Sewellisms # 23: Cliché counter

1 panjandrums

1 jabberwocky

1 piffle

3 feminist

1 feminism

  • Brian Sewell, ‘Away with the fairies with Susan Hiller’, Evening Standard, 3 February 2011, <http://www.thisislondon.co.uk/arts/review-23920219-away-with-the-fairies-with-susan-hiller.do>.

AW: Sometime I think he puts in the Sewellisms and then writes the article around them.

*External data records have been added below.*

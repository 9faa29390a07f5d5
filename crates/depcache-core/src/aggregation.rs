//! Grouping of referencer edges into per-class back-dependencies

use crate::model::{MemberInfo, MemberKey};
use crate::symbols::SymbolId;
use std::collections::{BTreeMap, BTreeSet};

/// Everything one referencing class uses of a target class.
#[derive(Debug, Clone, PartialEq, Eq)]
pub struct Dependency {
    /// The referencing class.
    pub class: SymbolId,
    /// Target fields the referencing class's code accesses.
    pub fields: Vec<MemberInfo>,
    /// Target methods (constructors included) the referencing class's code calls.
    pub methods: Vec<MemberInfo>,
}

impl Dependency {
    fn new(class: SymbolId) -> Self {
        Dependency {
            class,
            fields: Vec::new(),
            methods: Vec::new(),
        }
    }

    pub fn uses_field(&self, name: SymbolId) -> bool {
        self.fields.iter().any(|f| f.name == name)
    }

    pub fn uses_method(&self, key: MemberKey) -> bool {
        self.methods.iter().any(|m| m.key() == key)
    }

    pub fn uses_constructor(&self) -> bool {
        self.methods.iter().any(MemberInfo::is_constructor)
    }
}

/// Fold class-level and member-level referencer sets of `target` into one
/// [`Dependency`] per referencing class. `target` never depends on itself.
pub fn aggregate_back_dependencies(
    target: SymbolId,
    class_referencers: &BTreeSet<SymbolId>,
    fields: impl IntoIterator<Item = (MemberInfo, BTreeSet<SymbolId>)>,
    methods: impl IntoIterator<Item = (MemberInfo, BTreeSet<SymbolId>)>,
) -> Vec<Dependency> {
    let mut agg_map: BTreeMap<SymbolId, Dependency> = BTreeMap::new();

    for referencer in class_referencers {
        if *referencer != target {
            agg_map
                .entry(*referencer)
                .or_insert_with(|| Dependency::new(*referencer));
        }
    }

    for (field, referencers) in fields {
        for referencer in referencers {
            if referencer == target {
                continue;
            }
            agg_map
                .entry(referencer)
                .or_insert_with(|| Dependency::new(referencer))
                .fields
                .push(field.clone());
        }
    }

    for (method, referencers) in methods {
        for referencer in referencers {
            if referencer == target {
                continue;
            }
            agg_map
                .entry(referencer)
                .or_insert_with(|| Dependency::new(referencer))
                .methods
                .push(method.clone());
        }
    }

    agg_map.into_values().collect()
}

As ever in his review of Susan Hiller ‘feminism’ is taken to be a wrong-headed and outdated phase, rather than a serious belief, approach or political stance.


Sep 13

Sewellisms # 22: Muybridge

Had Muybridge been able to record the movements of Lady Hamilton’s Attitudes we might have understood the erotic charge that so fascinated Nelson and led to his seduction, but for this his ingenious camera was a long half-century too late.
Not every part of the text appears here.